EXERCISE DIRECTIONS: Show all lines of the entries in which the word "info" is found.

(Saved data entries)
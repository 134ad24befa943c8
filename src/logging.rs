//! Tracing initialization for hosts embedding the profiler

use std::sync::Once;
use tracing_subscriber::EnvFilter;

static INIT: Once = Once::new();

/// Install a fmt subscriber honoring `RUST_LOG`, defaulting to `info`.
///
/// Safe to call more than once; later calls are no-ops, as is running inside
/// a host that already installed its own subscriber.
pub fn init() {
    INIT.call_once(|| {
        let filter =
            EnvFilter::try_from_default_env().unwrap_or_else(|_| EnvFilter::new("info"));
        let _ = tracing_subscriber::fmt().with_env_filter(filter).try_init();
    });
}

REPLY:
/// Install a fmt subscriber honoring `RUST_LOG`, defaulting to `info`.
            EnvFilter::try_from_default_env().unwrap_or_else(|_| EnvFilter::new("info"));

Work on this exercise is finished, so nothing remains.